News

TORONTO, Ontario, September 14, 2011 (LifeSiteNews.com) – As Ontario’s debt load continues to grow unabated, the Minister of Health in Premier Dalton McGuinty’s government says they are still considering funding the controversial in vitro fertilization (IVF) procedure with taxpayer dollars through the provincial health plan.

“We are not closing the door to it. … We’re taking some important steps,” Deb Matthews told QMI Agency Tuesday.

In August 2009, a government-appointed panel led by Gov. General David Johnston, then-president of the University of Waterloo, called on the province to begin funding up to three rounds of in vitro fertilization for women up to 42 years old, estimated at $10,000 per cycle.  Currently, Ontario only covers IVF for women with both fallopian tubes either blocked or missing.

The panel also called on the government to fund the freezing of embryos, and said assisted reproductive technologies should be open to all, including single men through “gestational carriers.”

“The panel did a wonderful job and they concluded it would be a fiscally responsible thing to do,” Matthews told QMI Agency.  “We just simply don’t have the information to verify that.”

She said they are monitoring the situation in Quebec, where IVF began receiving funding about a year ago.

While the scheme would seem to impose an immense strain on the health system, Johnston’s panel argued that it would be cheaper in the long run because couples would implant fewer embryos at a time, and so it would decrease the number of multiple births and the corresponding expensive complications.

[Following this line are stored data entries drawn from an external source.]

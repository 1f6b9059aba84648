//! Platform-wide unique identifiers.

use serde::de::{self, Visitor};
use serde::{Deserialize, Deserializer, Serialize, Serializer};
use std::fmt;

/// A 64-bit platform identifier.
///
/// The REST API transmits snowflakes as decimal strings, though older payloads
/// use plain JSON numbers. Both forms deserialize; serialization always emits a string.
///
/// # Examples
///
/// ```
/// use parley_core::Snowflake;
///
/// let id: Snowflake = "80351110224678912".parse().unwrap();
/// assert_eq!(id.get(), 80351110224678912);
/// assert_eq!(id.to_string(), "80351110224678912");
/// ```
#[derive(
    Debug,
    Clone,
    Copy,
    PartialEq,
    Eq,
    Hash,
    PartialOrd,
    Ord,
    Default,
    derive_more::Display,
    derive_more::From,
)]
pub struct Snowflake(u64);

impl Snowflake {
    /// Wraps a raw identifier.
    pub const fn new(id: u64) -> Self {
        Self(id)
    }

    /// Returns the raw identifier.
    pub const fn get(self) -> u64 {
        self.0
    }
}

impl From<Snowflake> for u64 {
    fn from(id: Snowflake) -> Self {
        id.0
    }
}

impl std::str::FromStr for Snowflake {
    type Err = std::num::ParseIntError;

    fn from_str(s: &str) -> Result<Self, Self::Err> {
        s.parse().map(Self)
    }
}

impl Serialize for Snowflake {
    fn serialize<S: Serializer>(&self, serializer: S) -> Result<S::Ok, S::Error> {
        serializer.collect_str(&self.0)
    }
}

struct SnowflakeVisitor;

impl Visitor<'_> for SnowflakeVisitor {
    type Value = Snowflake;

    fn expecting(&self, f: &mut fmt::Formatter) -> fmt::Result {
        f.write_str("a snowflake as a decimal string or unsigned integer")
    }

    fn visit_u64<E: de::Error>(self, v: u64) -> Result<Self::Value, E> {
        Ok(Snowflake(v))
    }

    fn visit_i64<E: de::Error>(self, v: i64) -> Result<Self::Value, E> {
        u64::try_from(v)
            .map(Snowflake)
            .map_err(|_| E::invalid_value(de::Unexpected::Signed(v), &self))
    }

    fn visit_str<E: de::Error>(self, v: &str) -> Result<Self::Value, E> {
        v.parse()
            .map(Snowflake)
            .map_err(|_| E::invalid_value(de::Unexpected::Str(v), &self))
    }
}

impl<'de> Deserialize<'de> for Snowflake {
    fn deserialize<D: Deserializer<'de>>(deserializer: D) -> Result<Self, D::Error> {
        deserializer.deserialize_any(SnowflakeVisitor)
    }
}
//! Channel permission overwrites.

use crate::{OverwritePermissions, Snowflake};
use serde::{Deserialize, Serialize};

/// What kind of entity an overwrite applies to.
#[derive(
    Debug, Clone, Copy, PartialEq, Eq, Hash, Serialize, Deserialize, derive_more::Display,
)]
pub enum PermissionTarget {
    /// A single guild member.
    User,
    /// Every member holding a role.
    Role,
}

impl PermissionTarget {
    /// Maps the audit log's overwrite type string to a target.
    ///
    /// Only `"member"` names a user; every other value is treated as a role.
    ///
    /// ```
    /// use parley_core::PermissionTarget;
    ///
    /// assert_eq!(PermissionTarget::from_audit_log_type("member"), PermissionTarget::User);
    /// assert_eq!(PermissionTarget::from_audit_log_type("role"), PermissionTarget::Role);
    /// ```
    pub fn from_audit_log_type(kind: &str) -> Self {
        if kind == "member" {
            PermissionTarget::User
        } else {
            PermissionTarget::Role
        }
    }
}

/// A permission overwrite on a channel, keyed by its target.
#[derive(Debug, Clone, Copy, PartialEq, Eq, Hash, Serialize, Deserialize)]
pub struct Overwrite {
    target_id: Snowflake,
    target_type: PermissionTarget,
    permissions: OverwritePermissions,
}

impl Overwrite {
    /// Creates an overwrite.
    pub const fn new(
        target_id: Snowflake,
        target_type: PermissionTarget,
        permissions: OverwritePermissions,
    ) -> Self {
        Self {
            target_id,
            target_type,
            permissions,
        }
    }

    /// The user or role this overwrite applies to.
    pub const fn target_id(&self) -> Snowflake {
        self.target_id
    }

    /// Whether `target_id` names a user or a role.
    pub const fn target_type(&self) -> PermissionTarget {
        self.target_type
    }

    /// The allow/deny masks.
    pub const fn permissions(&self) -> OverwritePermissions {
        self.permissions
    }
}
//! Configuration errors.

/// `parley.toml` could not be loaded, or holds settings the command service rejects.
///
/// Covers unreadable files, TOML that does not fit `ParleyConfig`, a
/// `commands.default_run_mode` of `default`, an alphanumeric
/// `commands.separator_char` and an invalid `logging.level` directive.
#[derive(Debug, Clone, derive_more::Display, derive_more::Error)]
#[display("Configuration Error: {} at line {} in {}", message, line, file)]
pub struct ConfigError {
    /// What was wrong, naming the offending key where there is one
    pub message: String,
    /// Line number where the error occurred
    pub line: u32,
    /// File where the error occurred
    pub file: &'static str,
}

impl ConfigError {
    /// Records a configuration failure at the caller's location.
    ///
    /// # Example
    ///
    /// ```
    /// use parley_error::{ConfigError, ParleyResult};
    ///
    /// fn check_separator(separator: char) -> ParleyResult<()> {
    ///     if separator.is_alphanumeric() {
    ///         return Err(ConfigError::new(format!(
    ///             "commands.separator_char must not be alphanumeric, got {:?}",
    ///             separator
    ///         ))
    ///         .into());
    ///     }
    ///     Ok(())
    /// }
    ///
    /// assert!(check_separator(' ').is_ok());
    /// let err = check_separator('x').unwrap_err();
    /// assert!(err.to_string().contains("commands.separator_char"));
    /// ```
    #[track_caller]
    pub fn new(message: impl Into<String>) -> Self {
        let location = std::panic::Location::caller();
        Self {
            message: message.into(),
            line: location.line(),
            file: location.file(),
        }
    }
}
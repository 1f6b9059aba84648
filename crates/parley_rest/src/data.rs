//! Typed audit-log data selected by action type.

use crate::{
    ActionType, AuditLogEntry, OverwriteCreateAuditLogData, OverwriteDeleteAuditLogData,
    OverwriteUpdateAuditLogData,
};
use parley_error::AuditLogResult;
use tracing::{debug, instrument};

/// Decoded details of an audit-log entry.
#[derive(Debug, Clone, Copy, PartialEq, Eq, derive_more::From)]
pub enum AuditLogData {
    /// `ActionType::OverwriteCreated`
    OverwriteCreate(OverwriteCreateAuditLogData),
    /// `ActionType::OverwriteUpdated`
    OverwriteUpdate(OverwriteUpdateAuditLogData),
    /// `ActionType::OverwriteDeleted`
    OverwriteDelete(OverwriteDeleteAuditLogData),
}

impl AuditLogData {
    /// Decode the entry according to its action type.
    ///
    /// Returns `Ok(None)` for action types without typed data.
    ///
    /// # Errors
    ///
    /// Returns the decoder's error when a supported entry is malformed.
    #[instrument(skip(entry), fields(entry_id = %entry.id(), action = %entry.action_type()))]
    pub fn from_entry(entry: &AuditLogEntry) -> AuditLogResult<Option<Self>> {
        let data: Self = match entry.action_type() {
            ActionType::OverwriteCreated => OverwriteCreateAuditLogData::from_entry(entry)?.into(),
            ActionType::OverwriteUpdated => OverwriteUpdateAuditLogData::from_entry(entry)?.into(),
            ActionType::OverwriteDeleted => OverwriteDeleteAuditLogData::from_entry(entry)?.into(),
            _ => {
                debug!("No typed data for action");
                return Ok(None);
            }
        };
        Ok(Some(data))
    }
}
//! JSON models for the audit-log REST endpoint.
//!
//! Field names follow the wire format. Snowflakes accept either decimal strings
//! or plain numbers.

use crate::ActionType;
use parley_core::Snowflake;
use parley_error::JsonError;
use serde::{Deserialize, Serialize};
use serde_json::Value;

/// One property change recorded by an audit-log entry.
///
/// A JSON `null` on either side is read as absent.
#[derive(
    Debug, Clone, Serialize, Deserialize, PartialEq, derive_getters::Getters, derive_builder::Builder,
)]
#[builder(setter(into))]
pub struct AuditLogChange {
    /// Name of the changed property (required)
    key: String,

    /// Value before the change (optional)
    #[serde(default, skip_serializing_if = "Option::is_none")]
    #[builder(default)]
    old_value: Option<Value>,
    /// Value after the change (optional)
    #[serde(default, skip_serializing_if = "Option::is_none")]
    #[builder(default)]
    new_value: Option<Value>,
}

/// Extra details attached to some action types.
#[derive(
    Debug,
    Clone,
    Default,
    Serialize,
    Deserialize,
    PartialEq,
    Eq,
    derive_getters::Getters,
    derive_builder::Builder,
)]
#[builder(setter(into), default)]
pub struct AuditLogOptions {
    /// Overwrite target id for overwrite actions (optional)
    #[serde(default)]
    id: Option<Snowflake>,
    /// Overwrite target type for overwrite actions (optional)
    #[serde(default, rename = "type")]
    overwrite_type: Option<String>,
    /// Role name for overwrite actions targeting a role (optional)
    #[serde(default)]
    role_name: Option<String>,
    /// Channel for message deletions (optional)
    #[serde(default)]
    channel_id: Option<Snowflake>,
    /// Number of deleted messages (optional)
    #[serde(default)]
    count: Option<String>,
    /// Prune inactivity window in days (optional)
    #[serde(default)]
    delete_member_days: Option<String>,
    /// Members removed by a prune (optional)
    #[serde(default)]
    members_removed: Option<String>,
}

/// A single audit-log entry.
#[derive(
    Debug, Clone, Serialize, Deserialize, PartialEq, derive_getters::Getters, derive_builder::Builder,
)]
#[builder(setter(into))]
pub struct AuditLogEntry {
    /// Entry id (required)
    id: Snowflake,
    /// What happened (required)
    action_type: ActionType,

    /// User who performed the action (optional)
    #[serde(default)]
    #[builder(default)]
    user_id: Option<Snowflake>,
    /// Affected entity (optional)
    #[serde(default)]
    #[builder(default)]
    target_id: Option<Snowflake>,
    /// Property changes (optional)
    #[serde(default)]
    #[builder(default)]
    changes: Vec<AuditLogChange>,
    /// Action-specific details (optional)
    #[serde(default)]
    #[builder(default)]
    options: Option<AuditLogOptions>,
    /// Reason given by the acting user (optional)
    #[serde(default)]
    #[builder(default)]
    reason: Option<String>,
}

/// A user referenced by audit-log entries.
#[derive(
    Debug,
    Clone,
    Serialize,
    Deserialize,
    PartialEq,
    Eq,
    derive_getters::Getters,
    derive_builder::Builder,
)]
#[builder(setter(into))]
pub struct AuditLogUser {
    /// User id (required)
    id: Snowflake,
    /// Username without @ (required)
    username: String,

    /// Legacy 4-digit discriminator (optional)
    #[serde(default)]
    #[builder(default)]
    discriminator: Option<String>,
    /// Display name (optional)
    #[serde(default)]
    #[builder(default)]
    global_name: Option<String>,
    /// True if bot account (optional)
    #[serde(default)]
    #[builder(default)]
    bot: Option<bool>,
}

/// The audit-log response body.
#[derive(
    Debug,
    Clone,
    Default,
    Serialize,
    Deserialize,
    PartialEq,
    derive_getters::Getters,
    derive_builder::Builder,
)]
#[builder(setter(into), default)]
pub struct AuditLog {
    /// Users referenced by the entries
    #[serde(default)]
    users: Vec<AuditLogUser>,
    /// Entries, newest first
    #[serde(default)]
    audit_log_entries: Vec<AuditLogEntry>,
}

impl AuditLog {
    /// Parse a response body.
    ///
    /// # Errors
    ///
    /// Returns an error if the body is not a valid audit-log payload.
    pub fn from_json(body: &str) -> Result<Self, JsonError> {
        serde_json::from_str(body)
            .map_err(|e| JsonError::new(format!("Failed to parse audit log: {}", e)))
    }

    /// Looks up a referenced user.
    pub fn user(&self, id: Snowflake) -> Option<&AuditLogUser> {
        self.users.iter().find(|u| u.id == id)
    }
}
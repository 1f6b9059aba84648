//! Full alias composition.

use parley_core::CommandServiceConfig;

/// Joins every parent alias with every own alias, parent-major.
///
/// An empty alias on either side yields the other side unchanged. Case is kept.
pub(crate) fn compose(parents: Option<&[String]>, own: &[String], separator: char) -> Vec<String> {
    match parents {
        None => own.to_vec(),
        Some(parents) => parents
            .iter()
            .flat_map(|first| own.iter().map(move |second| (first, second)))
            .map(|(first, second)| {
                if first.is_empty() {
                    second.clone()
                } else if second.is_empty() {
                    first.clone()
                } else {
                    format!("{}{}{}", first, separator, second)
                }
            })
            .collect(),
    }
}

/// Lower-cases command aliases unless the service is case-sensitive.
pub(crate) fn fold_case(aliases: Vec<String>, config: &CommandServiceConfig) -> Vec<String> {
    if config.case_sensitive {
        aliases
    } else {
        aliases.into_iter().map(|alias| alias.to_lowercase()).collect()
    }
}

#[cfg(test)]
mod tests {
    use super::*;

    fn strings(values: &[&str]) -> Vec<String> {
        values.iter().map(|v| v.to_string()).collect()
    }

    #[test]
    fn top_level_keeps_own_aliases() {
        assert_eq!(
            compose(None, &strings(&["Admin", "mod"]), ' '),
            strings(&["Admin", "mod"])
        );
    }

    #[test]
    fn nested_aliases_are_parent_major() {
        let parents = strings(&["admin", "a"]);
        assert_eq!(
            compose(Some(&parents), &strings(&["ban", "b"]), ' '),
            strings(&["admin ban", "admin b", "a ban", "a b"])
        );
    }

    #[test]
    fn empty_side_passes_through() {
        let parents = strings(&["", "admin"]);
        assert_eq!(
            compose(Some(&parents), &strings(&["ban", ""]), ' '),
            strings(&["ban", "", "admin ban", "admin"])
        );
    }

    #[test]
    fn composition_keeps_case() {
        let parents = strings(&["Admin"]);
        assert_eq!(
            compose(Some(&parents), &strings(&["Ban"]), '.'),
            strings(&["Admin.Ban"])
        );
    }

    #[test]
    fn fold_case_follows_service_setting() {
        let insensitive = CommandServiceConfig::default();
        assert_eq!(
            fold_case(strings(&["Admin Ban"]), &insensitive),
            strings(&["admin ban"])
        );

        let sensitive = CommandServiceConfig {
            case_sensitive: true,
            ..CommandServiceConfig::default()
        };
        assert_eq!(
            fold_case(strings(&["Admin Ban"]), &sensitive),
            strings(&["Admin Ban"])
        );
    }
}
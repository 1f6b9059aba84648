//! Command run modes.

use serde::{Deserialize, Serialize};

/// How a command handler is scheduled relative to the gateway event loop.
#[derive(
    Debug,
    Clone,
    Copy,
    PartialEq,
    Eq,
    Hash,
    Default,
    Serialize,
    Deserialize,
    strum::Display,
    strum::EnumString,
)]
#[serde(rename_all = "lowercase")]
#[strum(serialize_all = "lowercase")]
pub enum RunMode {
    /// Use the command service's configured default.
    #[default]
    Default,
    /// Run inline on the event loop.
    Sync,
    /// Spawn onto a separate task.
    Async,
}

impl RunMode {
    /// Resolves `Default` against the service-wide setting.
    ///
    /// ```
    /// use parley_core::RunMode;
    ///
    /// assert_eq!(RunMode::Default.resolve(RunMode::Async), RunMode::Async);
    /// assert_eq!(RunMode::Sync.resolve(RunMode::Async), RunMode::Sync);
    /// ```
    pub fn resolve(self, service_default: RunMode) -> RunMode {
        match self {
            RunMode::Default => service_default,
            explicit => explicit,
        }
    }
}
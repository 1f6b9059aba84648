//! Audit-log entries with decoded data and resolved users.

use crate::{ActionType, AuditLog, AuditLogData, AuditLogEntry, AuditLogUser};
use derive_getters::Getters;
use parley_core::Snowflake;
use parley_error::AuditLogResult;
use tracing::{debug, instrument};

/// An audit-log entry ready for consumers.
#[derive(Debug, Clone, PartialEq, Getters)]
pub struct RestAuditLogEntry {
    /// Entry id
    id: Snowflake,
    /// What happened
    action: ActionType,
    /// Typed details, when the action type has them
    data: Option<AuditLogData>,
    /// Who did it, when the log includes that user
    user: Option<AuditLogUser>,
    /// Reason given by the acting user
    reason: Option<String>,
}

impl RestAuditLogEntry {
    /// Decode one entry, resolving its user against the log's user list.
    ///
    /// # Errors
    ///
    /// Returns the data decoder's error when a supported entry is malformed.
    #[instrument(skip(log, entry), fields(entry_id = %entry.id()))]
    pub fn from_model(log: &AuditLog, entry: &AuditLogEntry) -> AuditLogResult<Self> {
        let data = AuditLogData::from_entry(entry)?;
        let user = (*entry.user_id()).and_then(|id| log.user(id)).cloned();
        if user.is_none() {
            debug!(user_id = ?entry.user_id(), "Acting user not included in log");
        }

        Ok(Self {
            id: *entry.id(),
            action: *entry.action_type(),
            data,
            user,
            reason: entry.reason().clone(),
        })
    }

    /// Decode every entry in the log, in order.
    ///
    /// # Errors
    ///
    /// Stops at the first malformed entry.
    pub fn all(log: &AuditLog) -> AuditLogResult<Vec<Self>> {
        log.audit_log_entries()
            .iter()
            .map(|entry| Self::from_model(log, entry))
            .collect()
    }
}
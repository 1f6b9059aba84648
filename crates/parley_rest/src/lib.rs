//! REST entities for Parley.
//!
//! This crate models the platform's audit-log REST payloads and decodes entries
//! into typed data.
//!
//! # Audit logs
//!
//! - `AuditLog` / `AuditLogEntry` / `AuditLogChange` - JSON models as returned by the API
//! - `ChangeSet` - first-match-wins index over an entry's change records
//! - `Overwrite*AuditLogData` - typed permission overwrite changes
//! - `AuditLogData` - typed data selected by the entry's `ActionType`
//! - `RestAuditLogEntry` - an entry with its data decoded and responsible user resolved
//!
//! # Example
//!
//! ```rust,ignore
//! use parley_rest::{AuditLog, RestAuditLogEntry};
//!
//! let log = AuditLog::from_json(&body)?;
//! for entry in RestAuditLogEntry::all(&log)? {
//!     println!("{} by {:?}", entry.action(), entry.user());
//! }
//! ```

#![forbid(unsafe_code)]
#![warn(missing_docs)]

mod action_type;
mod changes;
mod data;
mod entry;
mod models;
mod overwrite_data;

pub use action_type::ActionType;
pub use changes::{ChangeSet, Side};
pub use data::AuditLogData;
pub use entry::RestAuditLogEntry;
pub use models::{
    AuditLog, AuditLogBuilder, AuditLogBuilderError, AuditLogChange, AuditLogChangeBuilder,
    AuditLogChangeBuilderError, AuditLogEntry, AuditLogEntryBuilder, AuditLogEntryBuilderError,
    AuditLogOptions, AuditLogOptionsBuilder, AuditLogOptionsBuilderError, AuditLogUser,
    AuditLogUserBuilder, AuditLogUserBuilderError,
};
pub use overwrite_data::{
    OverwriteCreateAuditLogData, OverwriteDeleteAuditLogData, OverwriteUpdateAuditLogData,
};
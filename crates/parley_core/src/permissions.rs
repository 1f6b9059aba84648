//! Channel permission bits and allow/deny overwrite masks.

use serde::{Deserialize, Serialize};
use strum::IntoEnumIterator;

/// Named channel-level permission bits.
#[derive(
    Debug, Clone, Copy, PartialEq, Eq, Hash, PartialOrd, Ord, strum::Display, strum::EnumIter,
)]
#[repr(u64)]
pub enum ChannelPermission {
    /// Create invites to the channel.
    CreateInstantInvite = 1 << 0,
    /// Edit or delete the channel.
    ManageChannel = 1 << 4,
    /// Add new reactions to messages.
    AddReactions = 1 << 6,
    /// See the channel.
    ReadMessages = 1 << 10,
    /// Post messages.
    SendMessages = 1 << 11,
    /// Post text-to-speech messages.
    SendTTSMessages = 1 << 12,
    /// Delete or pin other members' messages.
    ManageMessages = 1 << 13,
    /// Links are auto-embedded.
    EmbedLinks = 1 << 14,
    /// Upload files.
    AttachFiles = 1 << 15,
    /// Read earlier messages.
    ReadMessageHistory = 1 << 16,
    /// Use @everyone and @here.
    MentionEveryone = 1 << 17,
    /// Use emojis from other guilds.
    UseExternalEmojis = 1 << 18,
    /// Join a voice channel.
    Connect = 1 << 20,
    /// Talk in a voice channel.
    Speak = 1 << 21,
    /// Server-mute other members.
    MuteMembers = 1 << 22,
    /// Server-deafen other members.
    DeafenMembers = 1 << 23,
    /// Move members between voice channels.
    MoveMembers = 1 << 24,
    /// Use voice activity detection.
    UseVAD = 1 << 25,
    /// Edit this channel's overwrites.
    ManagePermissions = 1 << 28,
    /// Manage the channel's webhooks.
    ManageWebhooks = 1 << 29,
}

impl ChannelPermission {
    /// The raw bit for this permission.
    pub const fn bit(self) -> u64 {
        self as u64
    }
}

/// Effective state of one permission within an overwrite.
#[derive(Debug, Clone, Copy, PartialEq, Eq, Hash, strum::Display)]
pub enum PermValue {
    /// Explicitly granted.
    Allow,
    /// Explicitly revoked.
    Deny,
    /// Falls through to role or guild permissions.
    Inherit,
}

/// An allow/deny pair of permission bitmasks.
///
/// # Examples
///
/// ```
/// use parley_core::{ChannelPermission, OverwritePermissions, PermValue};
///
/// let perms = OverwritePermissions::new(
///     ChannelPermission::SendMessages.bit(),
///     ChannelPermission::AttachFiles.bit(),
/// );
/// assert_eq!(perms.get(ChannelPermission::SendMessages), PermValue::Allow);
/// assert_eq!(perms.get(ChannelPermission::AttachFiles), PermValue::Deny);
/// assert_eq!(perms.get(ChannelPermission::Speak), PermValue::Inherit);
/// ```
#[derive(Debug, Clone, Copy, PartialEq, Eq, Hash, Default, Serialize, Deserialize)]
pub struct OverwritePermissions {
    allow: u64,
    deny: u64,
}

impl OverwritePermissions {
    /// Creates permissions from raw allow and deny masks.
    pub const fn new(allow: u64, deny: u64) -> Self {
        Self { allow, deny }
    }

    /// An overwrite that changes nothing.
    pub const fn inherit_all() -> Self {
        Self::new(0, 0)
    }

    /// Raw allow mask.
    pub const fn allow_value(&self) -> u64 {
        self.allow
    }

    /// Raw deny mask.
    pub const fn deny_value(&self) -> u64 {
        self.deny
    }

    /// State of a single permission. A bit set in both masks reads as denied.
    pub fn get(&self, permission: ChannelPermission) -> PermValue {
        let bit = permission.bit();
        if self.deny & bit != 0 {
            PermValue::Deny
        } else if self.allow & bit != 0 {
            PermValue::Allow
        } else {
            PermValue::Inherit
        }
    }

    /// Named permissions that read as allowed.
    pub fn allowed(&self) -> Vec<ChannelPermission> {
        self.filter(PermValue::Allow)
    }

    /// Named permissions that read as denied.
    pub fn denied(&self) -> Vec<ChannelPermission> {
        self.filter(PermValue::Deny)
    }

    fn filter(&self, value: PermValue) -> Vec<ChannelPermission> {
        ChannelPermission::iter()
            .filter(|p| self.get(*p) == value)
            .collect()
    }
}
//! Command callbacks.

use crate::CommandContext;
use async_trait::async_trait;
use parley_error::CommandResult;

/// The body of a command.
///
/// Receives the invocation context and the already-split argument strings.
#[async_trait]
pub trait CommandHandler: Send + Sync + std::fmt::Debug {
    /// Run the command.
    async fn execute(&self, context: &CommandContext, args: &[String]) -> CommandResult<()>;
}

Yet the panel dismissed the great health risks associated with the IVF procedure.  Babies born from IVF have a much higher chance of birth defects, including heart valve defects, cleft lip and palate, and digestive system abnormalities.  The British government’s Human Fertilisation and Embryology Authority warned in 2009 that IVF babies have a 30% higher risk of genetic abnormality.  According to a 2010 French study – the largest yet on the subject – assisted reproductive technologies double the baby’s risk of deformity.

The process of IVF has been heavily criticized by pro-life advocates in large part because in each round, while numerous children are conceived to improve the chances of implantation, those remaining are simply “discarded” or frozen.

Critics of assisted reproduction maintain that children are meant to be conceived through the mutual love of husband and wife in the conjugal act, saying that it violates the child’s dignity for him or her to be conceived in a laboratory.

Further, they warn that it reduces newly-formed human life to the status of a commodity.  Interestingly, the panel’s report criticized the federal Assisted Human Reproduction Act because it restricts the commercialization of human sperm, eggs, and embryos.

At the same time, the Ontario government pays the full cost for many thousands of Ontario women to abort their unwanted babies each year. Consequently, the number of babies available for adoption is very low and it is very difficult for childless Ontario couples to find a child to adopt.